ECLI:NL:TACAKN:2009:YH0004 Accountantskamer Zwolle 09/752 Wtra AK

ECLI: ECLI:NL:TACAKN:2009:YH0004
Datum uitspraak: 01-12-2009
Datum publicatie: 24-06-2010
Zaaknummer(s): 09/752 Wtra AK
Onderwerp:
Beslissingen: Klacht gegrond met tijdelijke doorhaling
Inhoudsindicatie: - geen medewerking verlenen aan collegiale (her)toetsing     Hoger beroep ingesteld. Uitspraak zie LJN BW0810 (www.rechtspraak.nl)

ACCOUNTANTSKAMER

BESLISSING

ex artikel 38 Wet tuchtrechtspraak accountants (Wtra) van 1 december 2009 in de zaak met nummer 09 / 752 WTRA AK van

het bestuur van de NEDERLANDSE ORDE van ACCOUNTANTS-ADMINISTRATIECONSULENTEN (de NOvAA),gevestigd en kantoorhoudende te ‘s-Gravenhage,

K L A G E R,

gemachtigde: mr.

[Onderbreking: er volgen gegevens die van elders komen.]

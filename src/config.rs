use std::str::FromStr;
use std::time::Duration;

use nix::sys::signal::Signal;

use crate::error::{Result, SchedulerError};

/// Shell used to run [`ShellWork`](crate::worker::ShellWork) commands.
#[derive(Debug, Clone, PartialEq, Eq)]
pub struct ShellConfig {
    /// Shell executable
    pub program: String,
    /// Flag that makes the shell read the command from its next argument
    pub flag: String,
}

impl Default for ShellConfig {
    fn default() -> Self {
        Self {
            program: "/bin/sh".to_string(),
            flag: "-c".to_string(),
        }
    }
}

#[derive(Debug, Clone)]
pub struct SchedulerConfig {
    /// Signal sent to a superseded job's process group when the caller does
    /// not pick one.
    pub default_stop_signal: Signal,

    /// When set, a superseded job's process group receives `SIGKILL` once this
    /// grace period has elapsed after the stop signal.
    /// Disabled by default: the stop signal is the only termination request.
    pub kill_grace: Option<Duration>,

    pub shell: ShellConfig,
}

impl Default for SchedulerConfig {
    fn default() -> Self {
        Self {
            default_stop_signal: Signal::SIGHUP,
            kill_grace: None,
            shell: ShellConfig::default(),
        }
    }
}

impl SchedulerConfig {
    pub fn with_stop_signal(mut self, signal: Signal) -> Self {
        self.default_stop_signal = signal;
        self
    }

    pub fn with_kill_grace(mut self, grace: Duration) -> Self {
        self.kill_grace = Some(grace);
        self
    }

    pub fn with_shell(mut self, shell: ShellConfig) -> Self {
        self.shell = shell;
        self
    }
}

/// Parse a signal given as `SIGHUP`, `HUP`, `hup` or its number (`1`).
pub fn parse_signal(value: &str) -> Result<Signal> {
    let trimmed = value.trim();

    let parsed = if let Ok(number) = trimmed.parse::<i32>() {
        Signal::try_from(number).ok()
    } else {
        let upper = trimmed.to_ascii_uppercase();
        let name = if upper.starts_with("SIG") {
            upper
        } else {
            format!("SIG{}", upper)
        };
        Signal::from_str(&name).ok()
    };

    match parsed {
        Some(Signal::SIGKILL) | Some(Signal::SIGSTOP) | None => {
            Err(SchedulerError::InvalidSignal(value.to_string()))
        }
        Some(signal) => Ok(signal),
    }
}

#[cfg(test)]
mod tests {
    use super::*;

    #[test]
    fn scheduler_config_default() {
        let cfg = SchedulerConfig::default();
        assert_eq!(cfg.default_stop_signal, Signal::SIGHUP);
        assert!(cfg.kill_grace.is_none());
        assert_eq!(cfg.shell.program, "/bin/sh");
        assert_eq!(cfg.shell.flag, "-c");
    }

    #[test]
    fn scheduler_config_builders() {
        let cfg = SchedulerConfig::default()
            .with_stop_signal(Signal::SIGTERM)
            .with_kill_grace(Duration::from_millis(250))
            .with_shell(ShellConfig {
                program: "/bin/bash".to_string(),
                flag: "-c".to_string(),
            });
        assert_eq!(cfg.default_stop_signal, Signal::SIGTERM);
        assert_eq!(cfg.kill_grace, Some(Duration::from_millis(250)));
        assert_eq!(cfg.shell.program, "/bin/bash");
    }

    #[test]
    fn parse_signal_accepts_names_and_numbers() {
        assert_eq!(parse_signal("SIGHUP").unwrap(), Signal::SIGHUP);
        assert_eq!(parse_signal("term").unwrap(), Signal::SIGTERM);
        assert_eq!(parse_signal(" INT ").unwrap(), Signal::SIGINT);
        assert_eq!(parse_signal("1").unwrap(), Signal::SIGHUP);
        assert_eq!(parse_signal("15").unwrap(), Signal::SIGTERM);
    }

    #[test]
    fn parse_signal_rejects_unknown_and_uncatchable() {
        assert!(parse_signal("SIGNOPE").is_err());
        assert!(parse_signal("").is_err());
        assert!(parse_signal("999").is_err());
        // SIGKILL and SIGSTOP cannot be used as cooperative stop requests
        assert!(parse_signal("KILL").is_err());
        assert!(parse_signal("SIGSTOP").is_err());
        assert!(parse_signal("9").is_err());
    }
}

M.L. Batting,

t e g e n

Y, accountant-administratieconsulent,

kantoorhoudende te [plaats],B E T R O K K E N E.

1. Het verloop van de procedure

1.1 De Accountantskamer heeft kennis genomen van de volgende in de zaak gewisselde en aan partijen bekende stukken:

- het op 27 mei 2009 ingekomen klaagschrift, gedateerd 26 mei 2009, met bijlagen;

- het op 7 juli 2009 ingekomen verweerschrift, gedateerd 6 juli 2009, met bijlagen.

1.2 De klacht is behandeld ter zitting van de Accountantskamer van 7 september 2009. Betrokkene is verschenen. Namens klager zijn verschenen gemachtigde mr. M.L. Batting en H. Geerlofs.

1.3 Partijen hebben bij gelegenheid van genoemde zitting hun standpunten doen toelichten, onderscheidenlijk toegelicht (klager aan de hand van een pleitnota, die aan de Accountantskamer is overgelegd) en geantwoord op vragen van de Accountantskamer.

1.4 De inhoud van de gedingstukken, waaronder ook de in 1.3 vermelde pleitnota, geldt als hier ingevoegd.

2. De vaststaande feiten

2.1 Op grond van de inhoud van de gedingstukken en aan de hand van het verhandelde ter zitting stelt de Accountantskamer het volgende vast.

2.2 Op 11 juni 2004 heeft een toetsing van de accountantspraktijk van betrokkene

- 1 B.V. - plaatsgevonden door de Raad van Toezicht Beroepsuitoefening Accountants-Administratieconsulenten, hierna te noemen de Raad.

2.3 Op 24 september 2004 is de Raad tot een negatief oordeel over het interne stelsel van kwaliteitsbeheersing van deze accountantspraktijk gekomen. De Raad heeft aan betrokkene een termijn van twee jaar gegeven waarbinnen het stelsel van kwaliteitsbeheersing van zijn accountantspraktijk diende te worden aangepast aan de normen van artikel 3 van de Verordening op de Periodieke Preventieve Toetsing (VPPT). In zijn beslissing heeft de Raad aangegeven dat na twee jaar, derhalve na 24 september 2006, een hertoetsing van de accountantspraktijk zou plaatsvinden.

2.4 Op 24 januari 2008 heeft de Raad de accountantspraktijk van betrokkene - bij de NOvAA toentertijd geregistreerd onder de naam 2 B.V. - geselecteerd voor (her)toetsing op grond van de VPPT.

2.5 Ter voorbereiding van deze (her)toetsing door de Raad, heeft betrokkene op 28 januari 2008 een vragenlijst ‘ten behoeve van de Periodieke Preventieve Toetsing 2008’ en een ‘Selectievragenlijst’ ingevuld en ondertekend aan de Raad geretourneerd.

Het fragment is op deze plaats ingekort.